Do you know of any other text that is claimed to be the literal words of G-d other than the Qur'an?
[Note "words" and not word]
 

mikkel_the_dane

My own religion
No. Either a text is the literal words of G-d, or it isn't.

Do you know of any other text that is claimed to be the literal words of G-d other than the Qur'an?
[Note "words" and not word]

Yeah, and then I question if there are other ways to ask questions about God. And thus I do it differently than you.
 

SalixIncendium

अहं ब्रह्मास्मि
Staff member
Premium Member
This is not something I have done about my of faith....and I should have done it.
What will happen if believers started to do critical thinking about every aspects of their own faith?

Some of RF's believers may already do it daily :)
Will our faith get stronger or will it be a to big challenge?

Similarly to @George-ananda, I'm a Hindu as a result of critical thinking.
 

mikkel_the_dane

My own religion
Some will answers to never ask about Muhammad or Allah by use of critical thinking

Well, to me IMO that is in one sense no different than any other assumption that can't be questioned. Like whether the world is physical or not. Or whether evidence, rationality or critical thinking has limits.
So I learned through critical thinking not to believe in God or that the world is physical. Yet I can still use both for different limited contexts and make positive sense of both, but still in a limited sense in both cases.
 

Spirit of Light

Be who ever you want
Well, to me IMO that is in one sense no different than any other assumption that can't be questioned. Like whether the world is physical or not. Or whether evidence, rationality or critical thinking has limits.
So I learned through critical thinking not to believe in God or that the world is physical. Yet I can still use both for different limited contexts and make positive sense of both, but still in a limited sense in both cases.
Some ( a few) will say something like " we can not question God, because it is Haram. But one does not have to ask in a negative tone, only asking because humans are curious to understand
 

Evangelicalhumanist

"Truth" isn't a thing...
Premium Member
I don't fear for my belief or faith:) but time will tell what will happen to me :)
I actually had a little bit more to say on this topic.

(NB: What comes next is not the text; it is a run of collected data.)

//! Logging configuration types

use std::collections::HashMap;
use std::path::PathBuf;

use serde::{Deserialize, Serialize};

/// Log verbosity level
#[derive(Debug, Clone, Copy, PartialEq, Eq, Serialize, Deserialize, Default)]
#[serde(rename_all = "lowercase")]
pub enum LogLevel {
    Trace,
    Debug,
    #[default]
    Info,
    Warn,
    Error,
}

impl LogLevel {
    pub fn as_str(&self) -> &'static str {
        match self {
            LogLevel::Trace => "trace",
            LogLevel::Debug => "debug",
            LogLevel::Info => "info",
            LogLevel::Warn => "warn",
            LogLevel::Error => "error",
        }
    }

    /// Convert to tracing level
    pub fn to_tracing_level(&self) -> tracing::Level {
        match self {
            LogLevel::Trace => tracing::Level::TRACE,
            LogLevel::Debug => tracing::Level::DEBUG,
            LogLevel::Info => tracing::Level::INFO,
            LogLevel::Warn => tracing::Level::WARN,
            LogLevel::Error => tracing::Level::ERROR,
        }
    }
}

impl std::fmt::Display for LogLevel {
    fn fmt(&self, f: &mut std::fmt::Formatter<'_>) -> std::fmt::Result {
        f.write_str(self.as_str())
    }
}

/// Log output format
#[derive(Debug, Clone, Copy, PartialEq, Eq, Serialize, Deserialize, Default)]
#[serde(rename_all = "lowercase")]
pub enum LogFormat {
    /// Human-readable text format
    #[default]
    Text,
    /// Structured JSON format for machine parsing
    Json,
}

/// Log output destination
#[derive(Debug, Clone, Copy, PartialEq, Eq, Serialize, Deserialize, Default)]
#[serde(rename_all = "lowercase")]
pub enum LogOutput {
    /// Output to console only
    #[default]
    Console,
    /// Output to file only
    File,
    /// Output to both console and file
    Both,
}

/// Main logging configuration
#[derive(Debug, Clone, Serialize, Deserialize)]
pub struct LoggingConfig {
    /// Global log level
    #[serde(default)]
    pub level: LogLevel,

    /// Log output format
    #[serde(default)]
    pub format: LogFormat,

    /// Log output destination
    #[serde(default)]
    pub output: LogOutput,

    /// Directory for log files (if file output is enabled)
    #[serde(default)]
    pub log_directory: Option<PathBuf>,

    /// Module-specific log levels
    #[serde(default)]
    pub module_levels: HashMap<String, LogLevel>,

    /// Include target (module path) in log output
    #[serde(default = "default_true")]
    pub include_target: bool,

    /// Include thread ID in log output
    #[serde(default)]
    pub include_thread_id: bool,

    /// Include file and line number in log output
    #[serde(default)]
    pub include_file_info: bool,
}

fn default_true() -> bool {
    true
}

impl Default for LoggingConfig {
    fn default() -> Self {
        Self {
            level: LogLevel::Info,
            format: LogFormat::Text,
            output: LogOutput::Console,
            log_directory: None,
            module_levels: HashMap::new(),
            include_target: true,
            include_thread_id: false,
            include_file_info: false,
        }
    }
}

impl LoggingConfig {
    pub fn new() -> Self {
        Self::default()
    }

    /// Set the global log level
    pub fn with_level(mut self, level: LogLevel) -> Self {
        self.level = level;
        self
    }

    /// Set the log format
    pub fn with_format(mut self, format: LogFormat) -> Self {
        self.format = format;
        self
    }

    /// Set the log output destination
    pub fn with_output(mut self, output: LogOutput) -> Self {
        self.output = output;
        self
    }

    /// Set the log directory
    pub fn with_log_directory(mut self, dir: PathBuf) -> Self {
        self.log_directory = Some(dir);
        self
    }

    /// Add a module-specific log level
    pub fn with_module_level(mut self, module: impl Into<String>, level: LogLevel) -> Self {
        self.module_levels.insert(module.into(), level);
        self
    }

    /// Verbose console-only configuration for development builds.
    pub fn development() -> Self {
        Self {
            level: LogLevel::Debug,
            include_thread_id: true,
            include_file_info: true,
            ..Self::default()
        }
    }

    /// Structured file-and-console configuration for release builds.
    pub fn production() -> Self {
        Self {
            level: LogLevel::Info,
            format: LogFormat::Json,
            output: LogOutput::Both,
            log_directory: Some(default_log_directory()),
            ..Self::default()
        }
    }
}

/// Get the default log directory based on the platform
pub(crate) fn default_log_directory() -> PathBuf {
    if let Some(data_dir) = dirs::data_local_dir() {
        data_dir.join("underlay").join("logs")
    } else {
        PathBuf::from("logs")
    }
}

As I said, although critical thinking can leave one still believing to some extent, as with Bishop Spong, there is no doubt whatever that if you are practice real critical thinking, those beliefs will not be the same -- they will inevitably have to give a little.

If critical thinking is defined as: "Critical thinking is the intellectually disciplined process of actively and skillfully conceptualizing, applying, analyzing, synthesizing, and/or evaluating information gathered from, or generated by, observation, experience, reflection, reasoning, or communication, as a guide to belief and action," then one is going to have to include one's observations in the real world -- and that can have its effect.

One example is how many Protestant denominations have found their way to celebrating same-sex unions, where once Christianity universally condemned such ideas. Observation and experience in the real world shows clearly that homosexuality is not a choice -- and if it is not a choice, the believer in a Special Creation must find a way to include homosexuality IN that creation.

This is true of everything else that we think we understand -- if our understanding is at odds with our observations and experiences, then thinking critically forces us to adjust our understanding.
 

mikkel_the_dane

My own religion
Some ( a few) will say something like " we can not question God, because it is Haram. But one does not have to ask in a negative tone, only asking because humans are curious to understand

Well, the generic version is: "We can't question X, because it is Y." But that is not just God as X. You see, a global skeptic when I find such a cases as a specific, I ask can I find other cases. And Y is apparently always a case of a negative feeling/emotion/evaluation.